▶ _WHAT IS EXPECTED_: Word for word, please restate the lines from the beginning of the data through the line in which "request to fail if" appears.
[DATA — start]
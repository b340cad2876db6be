use crate::error::{Error, Result};
use crate::types::{
    ProxyRequire,
    headers::HeaderName,
    headers::TypedHeader,
    headers::header_access::HeaderAccess,
};
use super::HeaderSetter;

/// Proxy-Require header builder
///
/// This module provides builder methods for the Proxy-Require header in SIP messages.
///
/// ## SIP Proxy-Require Header Overview
///
/// The Proxy-Require header is defined in [RFC 3261](https://datatracker.ietf.org/doc/html/rfc3261#section-20.29)
/// as part of the core SIP protocol. It identifies SIP extensions that must be supported by
/// all proxies in the request path. If any proxy in the path cannot support these extensions, it
/// MUST reject the request with a 420 (Bad Extension) response.
///
/// ## Purpose of Proxy-Require Header
///
/// The Proxy-Require header serves critical purposes in SIP:
///
/// 1. It ensures all proxies in the request path support mandatory extensions
/// 2. It allows clients to guarantee certain behaviors from all proxies
/// 3. It provides a mechanism for enforcing security or policy requirements
/// 4. It enables proper handling of extension features that proxies must process
///
/// ## Difference Between Proxy-Require and Require
///
/// - **Proxy-Require**: Targets SIP proxies in the request path
/// - **Require**: Targets the final recipient of the request (UAS)
///
/// ## Common Usage Scenarios
///
/// - **Security mechanisms**: Requiring secure signaling through all proxies via sec-agree
/// - **Resource priority**: Ensuring emergency or priority traffic handling by all proxies
/// - **Path routing**: Requiring proxies to support Path header processing
/// - **QoS preconditions**: Ensuring all proxies understand QoS requirements
/// - **Access control**: Enforcing specific extension support for enterprise networks
///
/// ## When to Use Proxy-Require
///
/// The Proxy-Require header should be used carefully since it will cause the request to fail if 
/// any proxy in the path doesn't support the required extensions. It's best used in controlled 
/// environments where you know the capabilities of all proxies, or when an extension is absolutely
/// necessary for proper operation.
///
/// ## Relationship with other headers
///
/// - **Proxy-Require** vs **Require**: Proxy-Require affects proxies; Require affects the endpoint
/// - **Proxy-Require** and **Unsupported**: When a proxy can't support a required extension, it responds with 420 and lists the extensions in Unsupported
/// - **Proxy-Require** vs **Supported**: Proxy-Require mandates support; Supported merely indicates capabilities
///
/// # Examples
///
/// ## Secure Enterprise SIP Signaling
///
/// ```rust
/// use rvoip_sip_core::prelude::*;
/// use rvoip_sip_core::builder::{SimpleRequestBuilder, headers::ProxyRequireBuilderExt};
///
/// // Scenario: Enterprise requiring security agreements for all proxy hops
///
/// // Create a REGISTER requiring security agreement support from all proxies
/// let register = SimpleRequestBuilder::new(Method::Register, "sip:enterprise.example.com").unwrap()
///     .from("User", "sip:user@enterprise.example.com", Some("reg1"))
///     .to("User", "sip:user@enterprise.example.com", None)
///     .contact("<sip:user@10.0.0.1:5060;transport=tls>", None)
///     // Add Security-Client header for security mechanism negotiation
///     .header(TypedHeader::Other(
///         HeaderName::Other("Security-Client".to_string()),
///         HeaderValue::Raw("tls".as_bytes().to_vec())
///     ))
///     // Require sec-agree from all proxies
///     .proxy_require_sec_agree()
///     .build();
///
/// // If any proxy in the path doesn't support sec-agree, it will
/// // reject with 420 Bad Extension and the registration will fail
/// ```
///
/// ## Emergency Services Call Handling
///
/// ```rust
/// use rvoip_sip_core::prelude::*;
/// use rvoip_sip_core::builder::{SimpleRequestBuilder, headers::ProxyRequireBuilderExt};
///
/// // Scenario: Emergency call requiring priority handling by all proxies
///
/// // Create an emergency INVITE requiring resource priority handling
/// let invite = SimpleRequestBuilder::new(Method::Invite, "sip:911@emergency-services.gov").unwrap()
///     .from("Caller", "sip:caller@example.com", Some("emerg"))
///     .to("911", "sip:911@emergency-services.gov", None)
///     .contact("<sip:caller@192.0.2.1:5060>", None)
///     // Add Resource-Priority header for emergency call priority
///     .header(TypedHeader::Other(
///         HeaderName::Other("Resource-Priority".to_string()),
///         HeaderValue::Raw("emergency.0".as_bytes().to_vec())
///     ))
///     // Require all proxies to support resource priority
///     .proxy_require_resource_priority()
///     .build();
///
/// // All proxies must honor the resource priority
/// // or the call will fail with 420 Bad Extension
/// ```
///
/// ## Quality of Service Preconditions
///
/// ```rust
/// use rvoip_sip_core::prelude::*;
/// use rvoip_sip_core::builder::{SimpleRequestBuilder, headers::ProxyRequireBuilderExt};
///
/// // Scenario: Video conferencing system requiring QoS support
///
/// // Create an INVITE with QoS preconditions for all proxies
/// let invite = SimpleRequestBuilder::new(Method::Invite, "sip:conference@example.org").unwrap()
///     .from("Presenter", "sip:presenter@company.com", Some("vid1"))
///     .to("Conference", "sip:conference@example.org", None)
///     .contact("<sip:presenter@192.0.2.5:5060>", None)
///     // Require preconditions support from all proxies
///     .proxy_require_precondition()
///     .build();
///
/// // This ensures all proxies understand and can properly handle
/// // the QoS requirements for the video conference
/// ```
pub trait ProxyRequireBuilderExt {
    /// Add a Proxy-Require header with a single option tag
    ///
    /// This method adds a Proxy-Require header with a single SIP extension option tag
    /// that must be supported by all proxies in the request path. If any proxy cannot
    /// support the extension, it must reject the request with a 420 response.
    ///
    /// # Parameters
    ///
    /// * `option_tag` - The SIP extension option tag that all proxies must support
    ///
    /// # Returns
    ///
    /// * `Self` - The builder with the Proxy-Require header added
    ///
    /// # Examples
    ///
    /// ```rust
    /// use rvoip_sip_core::prelude::*;
    /// use rvoip_sip_core::builder::{SimpleRequestBuilder, headers::ProxyRequireBuilderExt};
    ///
    /// // Create a SIP request that requires all proxies to support a custom extension
    /// let request = SimpleRequestBuilder::new(Method::Invite, "sip:bob@example.com").unwrap()
    ///     .from("Alice", "sip:alice@example.com", None)
    ///     .to("Bob", "sip:bob@example.com", None)
    ///     // Require a custom extension for all proxies in the path
    ///     .proxy_require_tag("my-extension")
    ///     .build();
    ///
    /// // All proxies must understand and implement "my-extension"
    /// // or reject the request with 420 Bad Extension
    /// ```
    fn proxy_require_tag(self, option_tag: impl Into<String>) -> Self;
    
    /// Add a Proxy-Require header with multiple option tags
    ///
    /// This method adds a Proxy-Require header with multiple SIP extension option tags
    /// that must all be supported by all proxies in the request path. If any proxy does
    /// not support any of these extensions, it must reject the request with a 420 response
    /// listing all unsupported extensions.
    ///
    /// # Parameters
    ///
    /// * `option_tags` - A vector of SIP extension option tags that all proxies must support
    ///
    /// # Returns
    ///
    /// * `Self` - The builder with the Proxy-Require header containing all specified tags
    ///
    /// # Examples
    ///
    /// ```rust
    /// use rvoip_sip_core::prelude::*;
    /// use rvoip_sip_core::builder::{SimpleRequestBuilder, headers::ProxyRequireBuilderExt};
    ///
    /// // Create a request requiring multiple extensions from all proxies
    /// let register = SimpleRequestBuilder::new(Method::Register, "sip:example.com").unwrap()
    ///     .from("User", "sip:user@example.com", Some("reg42"))
    ///     .to("User", "sip:user@example.com", None)
    ///     .contact("<sip:user@192.0.2.1:5060>", None)
    ///     // Require multiple extensions from all proxies
    ///     .proxy_require_tags(vec![
    ///         "sec-agree",          // Security mechanisms
    ///         "path",               // Path header support
    ///         "resource-priority"   // Priority handling
    ///     ])
    ///     .build();
    ///
    /// // If any proxy cannot support all three extensions,
    /// // it must reject with 420 and list unsupported extensions
    /// ```
    fn proxy_require_tags(self, option_tags: Vec<impl Into<String>>) -> Self;
    
    /// Add a Proxy-Require header for sec-agree (security agreement)
    ///
    /// This convenience method adds a Proxy-Require header with the sec-agree extension
    /// defined in RFC 3329. This requires all proxies in the path to support the SIP
    /// Security Agreement mechanism for ensuring secure SIP signaling.
    ///
    /// # Returns
    ///
    /// * `Self` - The builder with the Proxy-Require header for sec-agree
    ///
    /// # Examples
    ///
    /// ```rust
    /// use rvoip_sip_core::prelude::*;
    /// use rvoip_sip_core::builder::{SimpleRequestBuilder, headers::ProxyRequireBuilderExt};
    ///
    /// // Scenario: Financial institution requiring secure signaling throughout the path
    ///
    /// // Create a secure REGISTER requiring security agreement from all proxies
    /// let register = SimpleRequestBuilder::new(Method::Register, "sip:bank.example.com").unwrap()
    ///     .from("Agent", "sip:agent@bank.example.com", Some("sec1"))
    ///     .to("Agent", "sip:agent@bank.example.com", None)
    ///     .contact("<sip:agent@10.0.0.5:5060;transport=tls>", None)
    ///     // Add Security-Client header with mechanism preferences
    ///     .header(TypedHeader::Other(
    ///         HeaderName::Other("Security-Client".to_string()),
    ///         HeaderValue::Raw("tls; q=1.0, digest; q=0.8".as_bytes().to_vec())
    ///     ))
    ///     // Require security agreement from all proxies
    ///     .proxy_require_sec_agree()
    ///     .build();
    ///
    /// // All proxies must support the security agreement mechanism
    /// // to properly negotiate security with this client
    /// ```
    fn proxy_require_sec_agree(self) -> Self;
    
    /// Add a Proxy-Require header for precondition
    ///
    /// This convenience method adds a Proxy-Require header with the precondition extension
    /// defined in RFC 3312. This requires all proxies to support the SIP Preconditions
    /// Framework for quality of service and resource reservation.
    ///
    /// # Returns
    ///
    /// * `Self` - The builder with the Proxy-Require header for precondition
    ///
    /// # Examples
    ///
    /// ```rust
    /// use rvoip_sip_core::prelude::*;
    /// use rvoip_sip_core::builder::{SimpleRequestBuilder, headers::ProxyRequireBuilderExt};
    ///
    /// // Scenario: High-quality audio call requiring QoS guarantees
    ///
    /// // Create an INVITE with QoS preconditions
    /// let invite = SimpleRequestBuilder::new(Method::Invite, "sip:recording-studio@example.com").unwrap()
    ///     .from("Producer", "sip:producer@music.example.org", Some("hifi"))
    ///     .to("Studio", "sip:recording-studio@example.com", None)
    ///     .contact("<sip:producer@192.0.2.55:5060>", None)
    ///     // Require preconditions support from all proxies
    ///     .proxy_require_precondition()
    ///     .build();
    ///
    /// // All proxies must understand QoS preconditions
    /// // to properly provision network resources for the call
    /// ```
    fn proxy_require_precondition(self) -> Self;
    
    /// Add a Proxy-Require header for path
    ///
    /// This convenience method adds a Proxy-Require header with the path extension
    /// defined in RFC 3327. This requires all proxies to support the Path header
    /// mechanism for proper routing in registration scenarios.
    ///
    /// # Returns
    ///
    /// * `Self` - The builder with the Proxy-Require header for path
    ///
    /// # Examples
    ///
    /// ```rust
    /// use rvoip_sip_core::prelude::*;
    /// use rvoip_sip_core::builder::{SimpleRequestBuilder, headers::ProxyRequireBuilderExt};
    ///
    /// // Scenario: Mobile client traversing multiple carrier network boundaries
    ///
    /// // Create a REGISTER requiring Path support from all proxies
    /// let register = SimpleRequestBuilder::new(Method::Register, "sip:home-network.example.com").unwrap()
    ///     .from("Mobile", "sip:user@home-network.example.com", Some("roam"))
    ///     .to("Mobile", "sip:user@home-network.example.com", None)
    ///     .contact("<sip:user@10.0.1.2:5060>", None)
    ///     // Require path header support from all proxies
    ///     .proxy_require_path()
    ///     .build();
    ///
    /// // All proxies in the visited and home networks must support
    /// // Path headers for this registration to work correctly
    /// ```
    fn proxy_require_path(self) -> Self;
    
    /// Add a Proxy-Require header for resource priority
    ///
    /// This convenience method adds a Proxy-Require header with the resource-priority extension
    /// defined in RFC 4412. This requires all proxies to support the Resource-Priority header
    /// for emergency or priority communications.
    ///
    /// # Returns
    ///
    /// * `Self` - The builder with the Proxy-Require header for resource-priority
    ///
    /// # Examples
    ///
    /// ```rust
    /// use rvoip_sip_core::prelude::*;
    /// use rvoip_sip_core::builder::{SimpleRequestBuilder, headers::ProxyRequireBuilderExt};
    ///
    /// // Scenario: Government emergency notification system
    ///
    /// // Create an INVITE for broadcasting emergency information
    /// let invite = SimpleRequestBuilder::new(Method::Invite, "sip:broadcast@emergency.gov").unwrap()
    ///     .from("EOC", "sip:emergency-ops@gov.example", Some("alert"))
    ///     .to("Broadcast", "sip:broadcast@emergency.gov", None)
    ///     .contact("<sip:emergency-ops@192.0.2.100:5060>", None)
    ///     // Add Resource-Priority header with emergency level
    ///     .header(TypedHeader::Other(
    ///         HeaderName::Other("Resource-Priority".to_string()),
    ///         HeaderValue::Raw("emergency.4".as_bytes().to_vec())
    ///     ))
    ///     // Require resource priority from all proxies
    ///     .proxy_require_resource_priority()
    ///     .build();
    ///
    /// // All proxies must support and honor the resource priority
    /// // to ensure this emergency call gets proper treatment
    /// ```
    fn proxy_require_resource_priority(self) -> Self;
}

impl<T> ProxyRequireBuilderExt for T 
where 
    T: HeaderSetter,
{
    fn proxy_require_tag(self, option_tag: impl Into<String>) -> Self {
        let proxy_require = ProxyRequire::single(&option_tag.into());
        self.set_header(proxy_require)
    }
    
    fn proxy_require_tags(self, option_tags: Vec<impl Into<String>>) -> Self {
        let tags: Vec<String> = option_tags.into_iter().map(Into::into).collect();
        let proxy_require = ProxyRequire::with_options(&tags);
        self.set_header(proxy_require)
    }
    
    fn proxy_require_sec_agree(self) -> Self {
        self.proxy_require_tag("sec-agree")
    }
    
    fn proxy_require_precondition(self) -> Self {
        self.proxy_require_tag("precondition")
    }
    
    fn proxy_require_path(self) -> Self {
        self.proxy_require_tag("path")
    }
    
    fn proxy_require_resource_priority(self) -> Self {
        self.proxy_require_tag("resource-priority")
    }
}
[DATA — finish]
▶ _EXERCISE ANSWER_:
repository b340cad2876db6be
use crate::error::{Error, Result};
use crate::types::{
    ProxyRequire,
    headers::HeaderName,
    headers::TypedHeader,
    headers::header_access::HeaderAccess,
};
use super::HeaderSetter;

/// Proxy-Require header builder
///
/// This module provides builder methods for the Proxy-Require header in SIP messages.
///
/// ## SIP Proxy-Require Header Overview
///
/// The Proxy-Require header is defined in [RFC 3261](https://datatracker.ietf.org/doc/html/rfc3261#section-20.29)
/// as part of the core SIP protocol. It identifies SIP extensions that must be supported by
/// all proxies in the request path. If any proxy in the path cannot support these extensions, it
/// MUST reject the request with a 420 (Bad Extension) response.
///
/// ## Purpose of Proxy-Require Header
///
/// The Proxy-Require header serves critical purposes in SIP:
///
/// 1. It ensures all proxies in the request path support mandatory extensions
/// 2. It allows clients to guarantee certain behaviors from all proxies
/// 3. It provides a mechanism for enforcing security or policy requirements
/// 4. It enables proper handling of extension features that proxies must process
///
/// ## Difference Between Proxy-Require and Require
///
/// - **Proxy-Require**: Targets SIP proxies in the request path
/// - **Require**: Targets the final recipient of the request (UAS)
///
/// ## Common Usage Scenarios
///
/// - **Security mechanisms**: Requiring secure signaling through all proxies via sec-agree
/// - **Resource priority**: Ensuring emergency or priority traffic handling by all proxies
/// - **Path routing**: Requiring proxies to support Path header processing
/// - **QoS preconditions**: Ensuring all proxies understand QoS requirements
/// - **Access control**: Enforcing specific extension support for enterprise networks
///
/// ## When to Use Proxy-Require
///
/// The Proxy-Require header should be used carefully since it will cause the request to fail if 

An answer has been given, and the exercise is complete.